**PROVIDED DATA**
● ● ● ● ● ● ●

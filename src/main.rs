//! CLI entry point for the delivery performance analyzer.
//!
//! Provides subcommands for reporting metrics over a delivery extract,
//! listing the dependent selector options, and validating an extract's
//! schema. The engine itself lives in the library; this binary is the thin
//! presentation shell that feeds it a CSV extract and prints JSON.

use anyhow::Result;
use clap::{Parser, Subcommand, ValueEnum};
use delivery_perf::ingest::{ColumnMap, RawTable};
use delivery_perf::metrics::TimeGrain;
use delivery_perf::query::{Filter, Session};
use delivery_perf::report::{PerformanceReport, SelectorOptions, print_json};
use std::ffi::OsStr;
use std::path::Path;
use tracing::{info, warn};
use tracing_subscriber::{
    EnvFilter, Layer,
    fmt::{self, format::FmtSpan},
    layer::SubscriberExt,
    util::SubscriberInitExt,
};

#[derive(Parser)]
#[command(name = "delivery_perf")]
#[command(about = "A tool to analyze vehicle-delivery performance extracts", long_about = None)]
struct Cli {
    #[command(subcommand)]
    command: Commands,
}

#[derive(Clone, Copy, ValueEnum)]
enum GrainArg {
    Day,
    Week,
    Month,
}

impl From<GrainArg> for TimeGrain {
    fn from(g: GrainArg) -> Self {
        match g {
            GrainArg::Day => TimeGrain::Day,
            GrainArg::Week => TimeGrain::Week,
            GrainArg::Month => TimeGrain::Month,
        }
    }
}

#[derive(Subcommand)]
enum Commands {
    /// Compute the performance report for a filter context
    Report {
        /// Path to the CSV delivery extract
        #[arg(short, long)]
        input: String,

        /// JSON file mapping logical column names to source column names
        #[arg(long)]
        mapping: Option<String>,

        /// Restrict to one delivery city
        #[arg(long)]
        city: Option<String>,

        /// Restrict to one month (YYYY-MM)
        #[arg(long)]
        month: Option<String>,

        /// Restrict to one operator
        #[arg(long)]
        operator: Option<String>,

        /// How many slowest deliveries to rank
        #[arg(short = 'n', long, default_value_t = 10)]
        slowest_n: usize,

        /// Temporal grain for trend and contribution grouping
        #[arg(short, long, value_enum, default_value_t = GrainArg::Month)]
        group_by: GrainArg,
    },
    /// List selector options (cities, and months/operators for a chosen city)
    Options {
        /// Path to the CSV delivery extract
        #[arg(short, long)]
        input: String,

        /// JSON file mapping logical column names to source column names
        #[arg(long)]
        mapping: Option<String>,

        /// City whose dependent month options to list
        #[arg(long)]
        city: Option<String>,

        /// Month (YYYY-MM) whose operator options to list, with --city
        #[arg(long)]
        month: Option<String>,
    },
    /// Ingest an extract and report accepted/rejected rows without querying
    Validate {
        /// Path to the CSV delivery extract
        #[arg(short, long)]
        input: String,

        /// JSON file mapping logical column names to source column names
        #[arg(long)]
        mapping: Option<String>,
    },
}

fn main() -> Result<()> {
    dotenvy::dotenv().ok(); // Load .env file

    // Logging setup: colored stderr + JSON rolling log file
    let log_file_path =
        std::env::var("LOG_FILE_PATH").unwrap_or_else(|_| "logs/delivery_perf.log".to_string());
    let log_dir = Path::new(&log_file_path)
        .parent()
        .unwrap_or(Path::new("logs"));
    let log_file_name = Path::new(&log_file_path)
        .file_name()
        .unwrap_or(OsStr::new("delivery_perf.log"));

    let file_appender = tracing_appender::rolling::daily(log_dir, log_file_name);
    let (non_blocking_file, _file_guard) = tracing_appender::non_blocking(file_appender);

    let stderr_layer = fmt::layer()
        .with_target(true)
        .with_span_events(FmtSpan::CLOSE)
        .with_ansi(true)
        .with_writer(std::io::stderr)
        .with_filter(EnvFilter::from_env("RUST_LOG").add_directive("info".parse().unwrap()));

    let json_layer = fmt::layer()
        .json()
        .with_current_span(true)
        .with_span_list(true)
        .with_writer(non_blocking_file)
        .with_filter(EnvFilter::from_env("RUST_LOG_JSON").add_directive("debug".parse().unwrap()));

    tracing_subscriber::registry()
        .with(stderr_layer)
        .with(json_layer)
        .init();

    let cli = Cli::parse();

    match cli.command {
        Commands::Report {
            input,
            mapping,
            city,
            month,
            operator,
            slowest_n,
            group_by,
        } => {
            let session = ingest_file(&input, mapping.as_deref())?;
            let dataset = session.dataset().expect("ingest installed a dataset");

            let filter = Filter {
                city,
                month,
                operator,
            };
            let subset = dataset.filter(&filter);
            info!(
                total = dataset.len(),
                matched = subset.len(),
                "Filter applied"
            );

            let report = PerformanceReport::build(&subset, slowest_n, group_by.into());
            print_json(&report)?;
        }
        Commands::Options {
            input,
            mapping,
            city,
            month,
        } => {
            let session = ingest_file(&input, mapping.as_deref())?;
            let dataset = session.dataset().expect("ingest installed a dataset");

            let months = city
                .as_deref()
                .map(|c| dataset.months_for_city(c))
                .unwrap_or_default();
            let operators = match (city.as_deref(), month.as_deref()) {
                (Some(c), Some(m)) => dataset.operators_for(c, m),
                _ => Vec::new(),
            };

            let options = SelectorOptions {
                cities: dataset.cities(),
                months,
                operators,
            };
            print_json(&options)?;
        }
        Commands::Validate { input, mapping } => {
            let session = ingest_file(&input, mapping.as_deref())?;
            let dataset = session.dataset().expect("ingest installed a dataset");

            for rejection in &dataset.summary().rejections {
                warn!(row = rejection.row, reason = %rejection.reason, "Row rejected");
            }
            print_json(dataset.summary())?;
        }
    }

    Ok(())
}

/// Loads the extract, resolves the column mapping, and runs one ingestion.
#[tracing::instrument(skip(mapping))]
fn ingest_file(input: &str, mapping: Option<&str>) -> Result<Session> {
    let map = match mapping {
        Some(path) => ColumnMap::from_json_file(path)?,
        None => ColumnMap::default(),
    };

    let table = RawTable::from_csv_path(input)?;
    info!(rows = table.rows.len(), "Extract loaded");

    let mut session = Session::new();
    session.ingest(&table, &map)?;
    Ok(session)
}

● ● ● ● ● ● ●

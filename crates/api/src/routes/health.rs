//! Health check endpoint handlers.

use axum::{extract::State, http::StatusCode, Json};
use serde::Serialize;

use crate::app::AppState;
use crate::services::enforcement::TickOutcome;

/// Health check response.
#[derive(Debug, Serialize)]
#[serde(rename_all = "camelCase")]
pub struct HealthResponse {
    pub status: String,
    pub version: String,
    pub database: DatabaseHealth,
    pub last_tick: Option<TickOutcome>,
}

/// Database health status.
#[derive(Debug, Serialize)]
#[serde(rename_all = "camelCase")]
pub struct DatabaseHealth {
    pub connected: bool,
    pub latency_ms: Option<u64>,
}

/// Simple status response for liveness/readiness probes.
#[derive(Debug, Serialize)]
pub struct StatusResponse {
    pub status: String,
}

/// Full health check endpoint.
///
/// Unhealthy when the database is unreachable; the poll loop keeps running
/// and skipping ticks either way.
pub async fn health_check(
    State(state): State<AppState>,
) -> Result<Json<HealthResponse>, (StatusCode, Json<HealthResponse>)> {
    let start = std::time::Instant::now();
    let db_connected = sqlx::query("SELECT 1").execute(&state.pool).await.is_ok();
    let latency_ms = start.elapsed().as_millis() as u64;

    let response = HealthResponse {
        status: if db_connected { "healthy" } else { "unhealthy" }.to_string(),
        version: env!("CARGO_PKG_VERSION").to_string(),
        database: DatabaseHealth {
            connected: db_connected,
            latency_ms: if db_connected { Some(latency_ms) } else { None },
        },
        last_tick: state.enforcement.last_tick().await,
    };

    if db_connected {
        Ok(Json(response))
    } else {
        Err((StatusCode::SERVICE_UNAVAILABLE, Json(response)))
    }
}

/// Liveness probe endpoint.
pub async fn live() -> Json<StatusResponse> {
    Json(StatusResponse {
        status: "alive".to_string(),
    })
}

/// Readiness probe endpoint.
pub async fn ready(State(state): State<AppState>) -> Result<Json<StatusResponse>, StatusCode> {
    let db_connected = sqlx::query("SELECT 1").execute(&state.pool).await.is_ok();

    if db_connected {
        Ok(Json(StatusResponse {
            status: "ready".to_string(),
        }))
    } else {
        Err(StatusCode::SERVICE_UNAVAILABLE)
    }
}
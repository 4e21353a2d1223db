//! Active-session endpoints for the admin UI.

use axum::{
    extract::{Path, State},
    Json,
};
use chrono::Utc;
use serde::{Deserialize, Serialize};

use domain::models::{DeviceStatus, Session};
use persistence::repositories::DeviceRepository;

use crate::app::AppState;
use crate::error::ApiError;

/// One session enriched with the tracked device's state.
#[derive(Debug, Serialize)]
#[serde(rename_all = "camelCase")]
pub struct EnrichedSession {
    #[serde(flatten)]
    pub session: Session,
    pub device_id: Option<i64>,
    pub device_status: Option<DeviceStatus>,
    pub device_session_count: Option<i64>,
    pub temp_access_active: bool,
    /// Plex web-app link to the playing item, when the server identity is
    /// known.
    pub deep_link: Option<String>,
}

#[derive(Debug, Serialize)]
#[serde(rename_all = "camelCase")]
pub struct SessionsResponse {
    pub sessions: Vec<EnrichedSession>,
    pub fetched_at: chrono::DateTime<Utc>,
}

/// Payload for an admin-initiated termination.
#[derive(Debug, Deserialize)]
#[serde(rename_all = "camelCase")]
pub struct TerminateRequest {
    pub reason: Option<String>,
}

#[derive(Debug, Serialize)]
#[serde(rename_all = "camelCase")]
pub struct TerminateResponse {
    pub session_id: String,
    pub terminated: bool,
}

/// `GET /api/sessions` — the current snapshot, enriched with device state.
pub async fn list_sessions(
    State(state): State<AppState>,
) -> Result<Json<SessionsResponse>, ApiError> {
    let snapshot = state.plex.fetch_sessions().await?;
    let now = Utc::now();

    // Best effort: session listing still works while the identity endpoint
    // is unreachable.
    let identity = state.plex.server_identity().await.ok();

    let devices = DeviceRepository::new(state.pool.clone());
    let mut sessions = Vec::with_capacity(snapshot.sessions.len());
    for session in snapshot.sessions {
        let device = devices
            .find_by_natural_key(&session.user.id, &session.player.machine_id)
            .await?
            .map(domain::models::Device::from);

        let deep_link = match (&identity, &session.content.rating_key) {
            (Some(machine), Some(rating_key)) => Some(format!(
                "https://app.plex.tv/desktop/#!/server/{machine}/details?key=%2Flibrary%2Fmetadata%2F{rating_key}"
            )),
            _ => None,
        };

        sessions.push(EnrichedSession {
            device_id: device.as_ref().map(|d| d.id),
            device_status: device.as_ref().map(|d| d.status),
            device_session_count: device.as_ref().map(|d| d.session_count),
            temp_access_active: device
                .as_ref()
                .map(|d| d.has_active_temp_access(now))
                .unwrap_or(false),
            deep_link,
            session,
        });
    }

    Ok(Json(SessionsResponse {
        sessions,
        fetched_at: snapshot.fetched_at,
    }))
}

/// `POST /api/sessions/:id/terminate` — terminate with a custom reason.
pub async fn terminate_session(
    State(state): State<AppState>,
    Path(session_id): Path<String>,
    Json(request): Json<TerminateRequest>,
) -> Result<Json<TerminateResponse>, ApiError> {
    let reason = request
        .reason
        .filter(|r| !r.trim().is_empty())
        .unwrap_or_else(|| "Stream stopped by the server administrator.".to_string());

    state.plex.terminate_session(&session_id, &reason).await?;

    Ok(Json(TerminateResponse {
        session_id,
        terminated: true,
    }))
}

● ● ● ● ● ● ●

**EXERCISE REQUIREMENTS**
Wherever a line in the data above holds the word "ValueEnum", copy that line.

**SOLUTION TO THIS TASK**
use clap::{Parser, Subcommand, ValueEnum};
#[derive(Clone, Copy, ValueEnum)]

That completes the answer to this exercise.